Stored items
☆ ☆ ☆ ☆
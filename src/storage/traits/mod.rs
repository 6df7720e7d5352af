//! Storage backend traits.

mod identity;

pub use identity::{IdentityStore, RecordMutation};
//! Storage layer.
//!
//! The [`IdentityStore`] trait is the record-store contract the service
//! mutates through; [`SqliteIdentityStore`] is the default backend.

// Dropping the connection guard slightly earlier buys nothing here.
#![allow(clippy::significant_drop_tightening)]

pub mod identity;
pub mod sqlite;
pub mod traits;

pub use identity::SqliteIdentityStore;
pub use traits::{IdentityStore, RecordMutation};

use crate::Result;
use std::path::Path;
use std::sync::Arc;

/// File name of the identity database inside the data directory.
pub const DATABASE_FILE: &str = "identities.db";

/// Factory for identity stores.
pub struct IdentityStorageFactory;

impl IdentityStorageFactory {
    /// Opens a `SQLite` store at `path`, creating parent directories.
    ///
    /// # Errors
    ///
    /// Returns an error if the directory or database cannot be created.
    pub fn create_with_path(path: &Path) -> Result<Arc<dyn IdentityStore>> {
        if let Some(parent) = path.parent()
            && !parent.as_os_str().is_empty()
        {
            std::fs::create_dir_all(parent).map_err(|e| crate::Error::OperationFailed {
                operation: "create_data_dir".to_string(),
                cause: format!("{}: {e}", parent.display()),
            })?;
        }
        tracing::debug!(path = %path.display(), "Opening identity store");
        Ok(Arc::new(SqliteIdentityStore::new(path)?))
    }

    /// Creates an in-memory store.
    ///
    /// # Errors
    ///
    /// Returns an error if the database cannot be initialized.
    pub fn create_in_memory() -> Result<Arc<dyn IdentityStore>> {
        Ok(Arc::new(SqliteIdentityStore::in_memory()?))
    }

    /// Opens the store inside the configured data directory.
    ///
    /// # Errors
    ///
    /// Returns an error if the store cannot be opened.
    pub fn create_for_config(config: &crate::WardenConfig) -> Result<Arc<dyn IdentityStore>> {
        Self::create_with_path(&config.data_dir.join(DATABASE_FILE))
    }
}
//! # Warden
//!
//! Capability-based identity and resource-role authorization.
//!
//! Warden stores identity records and expresses access control as
//! delegatable *capabilities* derived from named roles bound to specific
//! resources. It decides who may grant, use, or revoke those capabilities
//! and applies identity mutations under optimistic concurrency.
//!
//! ## Features
//!
//! - Resource roles expanded into flat (permission, resource) capabilities
//! - Delegation and revocation validation against the acting principal
//! - Ownership translation: owning a resource satisfies checks written against it
//! - Group membership validation
//! - Sequence-gated updates (compare-and-swap, never locks)
//! - Pluggable record store (`SQLite` by default) and role catalog
//!
//! ## Example
//!
//! ```rust,ignore
//! use warden::{Identity, IdentityService, Principal, ResourceRole};
//!
//! let service = IdentityService::in_memory()?;
//! let alpha = Identity::new("https://example.com/i/alpha");
//! let meta = MetaInput::default()
//!     .with_resource_role(ResourceRole::new("identity.regular").generating_id());
//! service.insert(&Principal::FullTrust, alpha, meta)?;
//! ```

#![deny(clippy::all)]
#![warn(clippy::pedantic)]
#![warn(clippy::nursery)]
#![warn(missing_docs)]
#![forbid(unsafe_code)]
#![allow(clippy::multiple_crate_versions)]

use thiserror::Error as ThisError;

// Module declarations
pub mod authorization;
pub mod cli;
pub mod config;
pub mod models;
pub mod observability;
pub mod services;
pub mod storage;

// Re-exports for convenience
pub use authorization::{AuthorizationContext, Authorizer, PermissionOracle, RoleCatalog};
pub use config::WardenConfig;
pub use models::{
    Capability, Identity, IdentityFilter, IdentityId, IdentityPatch, IdentityRecord,
    IdentityStatus, Meta, MetaInput, Principal, ResourceRole, Role,
};
pub use services::IdentityService;
pub use storage::{IdentityStore, RecordMutation, SqliteIdentityStore};

/// Error type for warden operations.
///
/// # Error Variant Triggers
///
/// | Variant | Raised When |
/// |---------|-------------|
/// | `PermissionDenied` | The acting principal lacks a permission over the checked resources |
/// | `NotFound` | A referenced identity does not exist |
/// | `NotAllowed` | A `memberOf` group is missing, deleted, or not a group |
/// | `NotSupported` | Unknown role id or unknown `generateResource` directive |
/// | `Duplicate` | Inserting an identity whose id already exists |
/// | `InvalidState` | Sequence mismatch or a lost compare-and-swap race |
/// | `ValidationError` | A patch produces an invalid identity |
/// | `InvalidInput` | Malformed caller input |
/// | `OperationFailed` | Storage, IO, or serialization failures |
#[derive(Debug, ThisError)]
pub enum Error {
    /// The principal does not hold `permission` over any of `resource`.
    ///
    /// An empty `resource` list means the check was unrestricted.
    #[error("permission denied: {permission} over [{}]", resource.join(", "))]
    PermissionDenied {
        /// The permission that was checked.
        permission: String,
        /// The resource list the permission was checked against.
        resource: Vec<String>,
    },

    /// A referenced identity was not found.
    #[error("identity not found: {id}")]
    NotFound {
        /// The missing identity id.
        id: String,
    },

    /// A referenced group is missing or inactive.
    #[error("not allowed: {0}")]
    NotAllowed(String),

    /// A role or directive is not supported by the configuration.
    ///
    /// Raised when:
    /// - A resource role names a role id absent from the catalog
    /// - A role is marked deleted in the catalog
    /// - `generateResource` carries anything other than `"id"`
    #[error("not supported: {0}")]
    NotSupported(String),

    /// Unique-constraint violation on insert.
    #[error("duplicate identity: {id}")]
    Duplicate {
        /// The conflicting identity id.
        id: String,
    },

    /// Optimistic-concurrency conflict.
    ///
    /// The caller must re-read the record and resubmit.
    #[error("invalid state for {id}: expected sequence {expected}, found {actual}")]
    InvalidState {
        /// The identity being mutated.
        id: String,
        /// The sequence the caller supplied.
        expected: u64,
        /// The sequence observed in the store, re-read after a lost
        /// conditional write.
        actual: u64,
    },

    /// The mutated identity failed attribute validation.
    #[error("validation error: {0}")]
    ValidationError(String),

    /// Invalid input was provided.
    #[error("invalid input: {0}")]
    InvalidInput(String),

    /// An operation failed.
    ///
    /// Raised when:
    /// - `SQLite` operations fail
    /// - Records cannot be (de)serialized
    /// - Configuration files cannot be read
    #[error("operation '{operation}' failed: {cause}")]
    OperationFailed {
        /// The operation that failed.
        operation: String,
        /// The underlying cause.
        cause: String,
    },
}

impl Error {
    /// Returns the stable name of the error category.
    #[must_use]
    pub const fn name(&self) -> &'static str {
        match self {
            Self::PermissionDenied { .. } => "PermissionDenied",
            Self::NotFound { .. } => "NotFound",
            Self::NotAllowed(_) => "NotAllowed",
            Self::NotSupported(_) => "NotSupported",
            Self::Duplicate { .. } => "DuplicateError",
            Self::InvalidState { .. } => "InvalidState",
            Self::ValidationError(_) => "ValidationError",
            Self::InvalidInput(_) => "InvalidInput",
            Self::OperationFailed { .. } => "OperationFailed",
        }
    }

    /// Builds a `PermissionDenied` error.
    pub(crate) fn denied(permission: &str, resource: Option<&[String]>) -> Self {
        Self::PermissionDenied {
            permission: permission.to_string(),
            resource: resource.map(<[String]>::to_vec).unwrap_or_default(),
        }
    }

    /// Returns `true` for a duplicate-key error.
    #[must_use]
    pub const fn is_duplicate(&self) -> bool {
        matches!(self, Self::Duplicate { .. })
    }
}

/// Result type alias for warden operations.
pub type Result<T> = std::result::Result<T, Error>;

/// Returns the current Unix timestamp in seconds.
///
/// Falls back to 0 if the system clock is before the Unix epoch.
///
/// # Examples
///
/// ```rust
/// use warden::current_timestamp;
///
/// let ts = current_timestamp();
/// assert!(ts > 0);
/// ```
#[must_use]
pub fn current_timestamp() -> u64 {
    use std::time::{SystemTime, UNIX_EPOCH};
    SystemTime::now()
        .duration_since(UNIX_EPOCH)
        .map(|d| d.as_secs())
        .unwrap_or(0)
}

#[cfg(test)]
mod tests {
    use super::*;

    #[test]
    fn test_error_display() {
        let err = Error::denied("IDENTITY_ACCESS", Some(&["urn:a".to_string()]));
        assert_eq!(err.to_string(), "permission denied: IDENTITY_ACCESS over [urn:a]");

        let err = Error::InvalidState {
            id: "urn:a".to_string(),
            expected: 1,
            actual: 2,
        };
        assert_eq!(
            err.to_string(),
            "invalid state for urn:a: expected sequence 1, found 2"
        );

        let err = Error::OperationFailed {
            operation: "test".to_string(),
            cause: "failed".to_string(),
        };
        assert_eq!(err.to_string(), "operation 'test' failed: failed");
    }

    #[test]
    fn test_error_names() {
        assert_eq!(Error::denied("X", None).name(), "PermissionDenied");
        assert_eq!(
            Error::Duplicate {
                id: "a".to_string()
            }
            .name(),
            "DuplicateError"
        );
        assert_eq!(Error::NotAllowed("g".to_string()).name(), "NotAllowed");
    }

    #[test]
    fn test_unrestricted_denial_has_empty_resource() {
        let Error::PermissionDenied { resource, .. } = Error::denied("X", None) else {
            unreachable!()
        };
        assert!(resource.is_empty());
    }
}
☆ ☆ ☆ ☆
What you have to do
Write out exactly the lines between the start of the entries and the line containing "pub fn create_with_path(path: &Path)", including that line and the first one.

Solution to this problem
filename src/storage/traits/mod.rs
repository 6df7720e7d5352af
//! Storage backend traits.

mod identity;

pub use identity::{IdentityStore, RecordMutation};
//! Storage layer.
//!
//! The [`IdentityStore`] trait is the record-store contract the service
//! mutates through; [`SqliteIdentityStore`] is the default backend.

// Dropping the connection guard slightly earlier buys nothing here.
#![allow(clippy::significant_drop_tightening)]

pub mod identity;
pub mod sqlite;
pub mod traits;

pub use identity::SqliteIdentityStore;
pub use traits::{IdentityStore, RecordMutation};

use crate::Result;
use std::path::Path;
use std::sync::Arc;

/// File name of the identity database inside the data directory.
pub const DATABASE_FILE: &str = "identities.db";

/// Factory for identity stores.
pub struct IdentityStorageFactory;

impl IdentityStorageFactory {
    /// Opens a `SQLite` store at `path`, creating parent directories.
    ///
    /// # Errors
    ///
    /// Returns an error if the directory or database cannot be created.
    pub fn create_with_path(path: &Path) -> Result<Arc<dyn IdentityStore>> {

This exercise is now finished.